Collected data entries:
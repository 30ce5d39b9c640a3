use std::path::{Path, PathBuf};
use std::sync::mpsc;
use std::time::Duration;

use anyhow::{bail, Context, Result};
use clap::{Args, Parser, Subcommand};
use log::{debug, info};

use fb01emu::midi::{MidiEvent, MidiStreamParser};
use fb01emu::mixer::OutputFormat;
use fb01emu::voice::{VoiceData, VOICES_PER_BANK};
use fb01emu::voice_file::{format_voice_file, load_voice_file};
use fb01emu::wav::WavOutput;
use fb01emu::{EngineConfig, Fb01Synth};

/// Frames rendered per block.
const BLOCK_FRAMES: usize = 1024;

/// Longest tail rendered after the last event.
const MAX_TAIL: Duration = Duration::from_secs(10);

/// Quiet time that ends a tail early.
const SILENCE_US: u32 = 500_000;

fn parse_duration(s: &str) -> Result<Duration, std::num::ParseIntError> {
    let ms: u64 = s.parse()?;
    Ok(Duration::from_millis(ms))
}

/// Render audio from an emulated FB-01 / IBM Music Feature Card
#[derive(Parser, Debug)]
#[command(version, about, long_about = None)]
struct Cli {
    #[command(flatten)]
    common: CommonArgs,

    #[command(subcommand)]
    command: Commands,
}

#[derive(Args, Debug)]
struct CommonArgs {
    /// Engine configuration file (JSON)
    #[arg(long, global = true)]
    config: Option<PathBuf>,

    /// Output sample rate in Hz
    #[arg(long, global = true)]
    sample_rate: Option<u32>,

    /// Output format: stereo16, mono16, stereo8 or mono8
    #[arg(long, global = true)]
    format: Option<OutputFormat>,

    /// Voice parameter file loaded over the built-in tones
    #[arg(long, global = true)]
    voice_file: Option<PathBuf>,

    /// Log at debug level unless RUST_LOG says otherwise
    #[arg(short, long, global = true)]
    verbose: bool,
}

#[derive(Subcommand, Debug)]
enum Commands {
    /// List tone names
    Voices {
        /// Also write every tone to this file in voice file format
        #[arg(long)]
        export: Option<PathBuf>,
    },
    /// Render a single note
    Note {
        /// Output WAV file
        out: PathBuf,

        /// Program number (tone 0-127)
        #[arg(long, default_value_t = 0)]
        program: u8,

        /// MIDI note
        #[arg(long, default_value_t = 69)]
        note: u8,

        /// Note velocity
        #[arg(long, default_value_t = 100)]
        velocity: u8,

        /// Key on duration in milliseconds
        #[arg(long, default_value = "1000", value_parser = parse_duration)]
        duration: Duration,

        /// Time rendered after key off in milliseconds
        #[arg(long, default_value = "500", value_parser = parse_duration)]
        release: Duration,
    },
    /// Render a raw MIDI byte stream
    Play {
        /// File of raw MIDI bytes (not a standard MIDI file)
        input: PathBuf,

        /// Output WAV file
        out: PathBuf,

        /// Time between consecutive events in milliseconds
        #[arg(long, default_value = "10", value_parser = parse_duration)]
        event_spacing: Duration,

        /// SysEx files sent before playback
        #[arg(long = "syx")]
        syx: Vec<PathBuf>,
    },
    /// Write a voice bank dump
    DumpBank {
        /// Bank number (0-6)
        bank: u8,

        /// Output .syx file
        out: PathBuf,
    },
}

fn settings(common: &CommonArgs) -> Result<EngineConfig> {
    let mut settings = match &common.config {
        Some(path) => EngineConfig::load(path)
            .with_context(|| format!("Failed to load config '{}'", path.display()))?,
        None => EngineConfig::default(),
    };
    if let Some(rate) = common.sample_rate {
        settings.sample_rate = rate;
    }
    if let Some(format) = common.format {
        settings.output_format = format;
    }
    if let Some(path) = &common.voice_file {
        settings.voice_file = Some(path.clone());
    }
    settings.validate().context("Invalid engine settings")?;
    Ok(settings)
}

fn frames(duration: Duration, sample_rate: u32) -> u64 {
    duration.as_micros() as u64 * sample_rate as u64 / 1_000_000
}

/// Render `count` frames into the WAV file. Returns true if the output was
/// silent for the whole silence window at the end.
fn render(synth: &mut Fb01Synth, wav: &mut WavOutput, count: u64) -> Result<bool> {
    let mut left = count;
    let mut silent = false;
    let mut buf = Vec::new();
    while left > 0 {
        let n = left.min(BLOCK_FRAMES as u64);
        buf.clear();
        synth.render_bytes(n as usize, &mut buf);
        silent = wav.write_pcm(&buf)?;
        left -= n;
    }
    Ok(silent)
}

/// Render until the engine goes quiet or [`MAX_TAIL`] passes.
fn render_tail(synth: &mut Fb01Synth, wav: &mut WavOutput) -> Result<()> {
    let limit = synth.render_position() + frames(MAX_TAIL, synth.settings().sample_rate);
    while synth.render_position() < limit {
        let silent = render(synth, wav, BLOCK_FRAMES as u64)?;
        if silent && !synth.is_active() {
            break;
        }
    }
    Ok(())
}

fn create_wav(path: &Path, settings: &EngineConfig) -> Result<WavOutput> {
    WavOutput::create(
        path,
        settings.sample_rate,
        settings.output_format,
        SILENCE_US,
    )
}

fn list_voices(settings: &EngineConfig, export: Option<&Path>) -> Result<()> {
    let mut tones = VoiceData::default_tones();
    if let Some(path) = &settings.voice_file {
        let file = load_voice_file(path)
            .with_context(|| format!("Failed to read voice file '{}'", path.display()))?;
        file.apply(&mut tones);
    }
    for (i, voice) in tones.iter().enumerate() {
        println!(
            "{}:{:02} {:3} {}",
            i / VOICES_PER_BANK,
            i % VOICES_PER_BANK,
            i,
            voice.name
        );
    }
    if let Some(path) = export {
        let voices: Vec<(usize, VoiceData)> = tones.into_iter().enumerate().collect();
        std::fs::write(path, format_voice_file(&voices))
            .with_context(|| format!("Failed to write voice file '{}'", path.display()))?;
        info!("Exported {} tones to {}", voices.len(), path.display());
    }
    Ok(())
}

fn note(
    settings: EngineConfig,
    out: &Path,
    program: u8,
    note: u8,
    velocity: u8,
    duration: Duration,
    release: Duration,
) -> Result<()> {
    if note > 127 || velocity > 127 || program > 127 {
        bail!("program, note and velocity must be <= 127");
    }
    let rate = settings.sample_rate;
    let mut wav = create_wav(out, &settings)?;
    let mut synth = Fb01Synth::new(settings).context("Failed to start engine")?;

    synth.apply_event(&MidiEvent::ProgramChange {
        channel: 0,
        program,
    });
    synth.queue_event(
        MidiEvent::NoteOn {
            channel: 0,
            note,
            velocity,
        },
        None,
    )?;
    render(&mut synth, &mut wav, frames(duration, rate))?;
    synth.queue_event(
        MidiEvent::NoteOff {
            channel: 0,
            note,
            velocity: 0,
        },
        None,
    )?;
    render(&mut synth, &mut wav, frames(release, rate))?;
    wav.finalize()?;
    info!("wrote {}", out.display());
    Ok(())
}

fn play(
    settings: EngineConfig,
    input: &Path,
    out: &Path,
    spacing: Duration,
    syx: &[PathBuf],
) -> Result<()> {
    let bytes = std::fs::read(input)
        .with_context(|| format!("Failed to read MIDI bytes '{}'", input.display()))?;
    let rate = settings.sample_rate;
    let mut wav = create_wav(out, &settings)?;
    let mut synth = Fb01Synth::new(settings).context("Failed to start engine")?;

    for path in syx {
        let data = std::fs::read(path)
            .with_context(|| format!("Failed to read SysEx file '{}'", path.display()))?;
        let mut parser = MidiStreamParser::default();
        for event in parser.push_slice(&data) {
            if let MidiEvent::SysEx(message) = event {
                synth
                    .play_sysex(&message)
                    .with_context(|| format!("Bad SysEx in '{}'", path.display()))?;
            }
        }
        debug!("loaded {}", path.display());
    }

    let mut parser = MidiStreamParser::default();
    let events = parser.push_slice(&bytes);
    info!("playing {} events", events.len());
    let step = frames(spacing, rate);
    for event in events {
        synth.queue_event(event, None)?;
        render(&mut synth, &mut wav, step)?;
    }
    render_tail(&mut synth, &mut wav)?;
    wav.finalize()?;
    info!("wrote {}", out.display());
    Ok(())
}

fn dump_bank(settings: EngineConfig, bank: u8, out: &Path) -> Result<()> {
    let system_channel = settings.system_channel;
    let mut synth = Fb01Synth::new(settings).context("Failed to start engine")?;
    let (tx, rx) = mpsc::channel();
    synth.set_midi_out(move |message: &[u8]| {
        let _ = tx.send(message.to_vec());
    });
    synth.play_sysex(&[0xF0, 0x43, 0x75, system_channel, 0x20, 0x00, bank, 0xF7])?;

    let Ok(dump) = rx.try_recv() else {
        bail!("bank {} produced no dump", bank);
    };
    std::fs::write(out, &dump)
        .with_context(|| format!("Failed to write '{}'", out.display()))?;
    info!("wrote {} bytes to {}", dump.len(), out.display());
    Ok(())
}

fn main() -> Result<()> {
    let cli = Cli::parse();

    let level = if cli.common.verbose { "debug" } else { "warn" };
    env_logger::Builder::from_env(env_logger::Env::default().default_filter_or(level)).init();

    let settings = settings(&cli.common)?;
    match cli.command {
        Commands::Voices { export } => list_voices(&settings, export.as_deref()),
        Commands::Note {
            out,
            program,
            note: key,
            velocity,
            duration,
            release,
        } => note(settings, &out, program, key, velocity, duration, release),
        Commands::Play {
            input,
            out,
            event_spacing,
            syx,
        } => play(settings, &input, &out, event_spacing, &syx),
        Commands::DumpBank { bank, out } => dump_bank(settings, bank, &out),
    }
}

> [YOUR ASSIGNMENT]: For each line in the data above that contains the string "velocity", extract the line.

> [SOLUTION TO THIS PROBLEM]:
        /// Note velocity
        velocity: u8,
    velocity: u8,
    if note > 127 || velocity > 127 || program > 127 {
        bail!("program, note and velocity must be <= 127");
            velocity,
            velocity: 0,
            velocity,
        } => note(settings, &out, program, key, velocity, duration, release),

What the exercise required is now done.